Earth breaks yearly heat record and lurches past dangerous warming threshold

Weather monitoring organizations said Friday that 2024 was the warmest year on record, with such a significant increase that the world momentarily crossed a significant climate threshold.

Measurements from four of the six teams show that the planet was above a desired limit to warming for a full year for the first time in recorded history. According to scientists, if Earth remains above the threshold for an extended period of time, the extreme weather that comes with warming would cause more fatalities, destruction, extinctions, and sea level rise.

Additionally, it would follow a year filled with catastrophic climate disasters, including 27 billion-dollar disasters in the United States alone in 2024, and the start of 2025 marked by disastrous wildfires in southern California.
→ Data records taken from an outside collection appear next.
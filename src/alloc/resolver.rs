//! Finding the allocator we are standing in front of.
//!
//! Resolution is done once, lazily, from inside the first allocation. The
//! lookup itself may allocate (glibc's `dlsym()` wants a `calloc()` for its
//! error state), so while it runs everyone, including the resolving thread
//! itself, is told to use the bootstrap arena instead.

use std::{ffi::CStr, mem, ptr::NonNull};

use libc::{c_int, c_void};

use super::footer::UsableSizeFn;
use crate::{
    config::MALLOC_CHECK_ACTION,
    error::{HookError, Result},
    lazy_lock::{LazyLock, LazyLockState},
    os::mem::set_malloc_check_action,
};

pub type MallocFn = unsafe extern "C" fn(usize) -> *mut c_void;
pub type CallocFn = unsafe extern "C" fn(usize, usize) -> *mut c_void;
pub type FreeFn = unsafe extern "C" fn(*mut c_void);
pub type ReallocFn = unsafe extern "C" fn(*mut c_void, usize) -> *mut c_void;
pub type MemalignFn = unsafe extern "C" fn(usize, usize) -> *mut c_void;
pub type VallocFn = unsafe extern "C" fn(usize) -> *mut c_void;
pub type PosixMemalignFn = unsafe extern "C" fn(*mut *mut c_void, usize, usize) -> c_int;

// not bound by the libc crate
extern "C" {
    fn valloc(size: usize) -> *mut c_void;
}

/// Somewhere to look allocator entry points up by name.
///
/// # Safety
///
/// A symbol returned for one of the names in [`AllocatorTable`] must be a
/// function with the C signature of the libc function of that name, and all of
/// them must belong to the same allocator.
pub unsafe trait SymbolSource: Sync {
    fn lookup(&self, name: &CStr) -> Option<NonNull<c_void>>;
}

/// The next object after us in the dynamic link order, i.e. whichever
/// allocator we are interposing. `dlsym(RTLD_NEXT, ..)`.
#[derive(Clone, Copy, Debug, Default)]
pub struct NextInLinkOrder;

// SAFETY: the next definitions in link order are the real libc-compatible
// allocator functions
unsafe impl SymbolSource for NextInLinkOrder {
    fn lookup(&self, name: &CStr) -> Option<NonNull<c_void>> {
        // SAFETY: `name` is NUL-terminated
        NonNull::new(unsafe { libc::dlsym(libc::RTLD_NEXT, name.as_ptr()) })
    }
}

/// The libc allocator this image was linked against, without any dynamic
/// lookup. For embedding the hooks in a program that does not export them
/// (e.g. as a `#[global_allocator]`), and for tests.
#[derive(Clone, Copy, Debug, Default)]
pub struct LinkedLibc;

// SAFETY: these are libc's own functions, with libc's signatures
unsafe impl SymbolSource for LinkedLibc {
    fn lookup(&self, name: &CStr) -> Option<NonNull<c_void>> {
        let f = match name.to_bytes() {
            b"malloc" => libc::malloc as *mut c_void,
            b"calloc" => libc::calloc as *mut c_void,
            b"free" => libc::free as *mut c_void,
            b"realloc" => libc::realloc as *mut c_void,
            b"memalign" => libc::memalign as *mut c_void,
            b"valloc" => valloc as *mut c_void,
            b"posix_memalign" => libc::posix_memalign as *mut c_void,
            b"malloc_usable_size" => libc::malloc_usable_size as *mut c_void,
            _ => return None,
        };
        NonNull::new(f)
    }
}

/// The real allocator's entry points. Written once, read-only afterwards.
#[derive(Clone, Copy, Debug)]
pub struct AllocatorTable {
    pub malloc: MallocFn,
    pub calloc: CallocFn,
    pub free: FreeFn,
    pub realloc: ReallocFn,
    pub memalign: MemalignFn,
    pub valloc: VallocFn,
    pub posix_memalign: PosixMemalignFn,
    pub usable_size: UsableSizeFn,
}

macro_rules! resolve_table {
    ($source:expr; $($field:ident = $symbol:literal),* $(,)?) => {
        AllocatorTable {
            $($field: {
                let symbol: &'static CStr = $symbol;
                let f = $source
                    .lookup(symbol)
                    .ok_or(HookError::Unresolved { symbol })?;
                // SAFETY: `SymbolSource` guarantees the signature
                unsafe { mem::transmute::<*mut c_void, _>(f.as_ptr()) }
            },)*
        }
    };
}

impl AllocatorTable {
    /// Look up every entry point in `source`. Fails on the first missing one.
    pub fn resolve<S: SymbolSource>(source: &S) -> Result<Self> {
        Ok(resolve_table! { source;
            malloc = c"malloc",
            calloc = c"calloc",
            free = c"free",
            realloc = c"realloc",
            memalign = c"memalign",
            valloc = c"valloc",
            posix_memalign = c"posix_memalign",
            usable_size = c"malloc_usable_size",
        })
    }
}

/// Where an allocation should be served from right now
#[derive(Clone, Copy, Debug)]
pub enum Route<'a> {
    /// The real allocator
    Real(&'a AllocatorTable),
    /// Resolution is in flight (on this thread or another), use the bootstrap
    /// arena
    Bootstrap,
}

pub struct Resolver<S> {
    source: S,
    table: LazyLock<AllocatorTable>,
}

impl<S: SymbolSource> Resolver<S> {
    pub const fn new(source: S) -> Self {
        Self {
            source,
            table: LazyLock::new(),
        }
    }

    /// Make sure the table is populated and say where to allocate from. The
    /// first caller does the lookup, anyone arriving while it runs gets
    /// [`Route::Bootstrap`].
    pub fn ensure_resolved(&self) -> Result<Route<'_>> {
        if let Some(table) = self.table.get() {
            return Ok(Route::Real(table));
        }
        let table = self.table.get_or_try_init(|| {
            crate::hook_trace!("resolving allocator entry points");
            if cfg!(feature = "check-action") {
                set_malloc_check_action(MALLOC_CHECK_ACTION);
            }
            AllocatorTable::resolve(&self.source)
        })?;
        Ok(table.map_or(Route::Bootstrap, Route::Real))
    }

    /// The table, if resolution has completed
    pub fn resolved(&self) -> Option<&AllocatorTable> {
        self.table.get()
    }

    pub fn state(&self) -> LazyLockState {
        LazyLock::state(&self.table)
    }

    pub fn source(&self) -> &S {
        &self.source
    }
}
The global average temperature last year comfortably surpassed the record heat of 2023 and continued to rise. According to the European Commission’s Copernicus Climate Service, the UK Meteorology Office, Japan’s weather agency, and the private Berkeley Earth team, it exceeded the long-term warming limit of 1.5 degrees Celsius (2.7 degrees Fahrenheit) since the late 1800s that was mandated by the 2015 Paris Climate Pact.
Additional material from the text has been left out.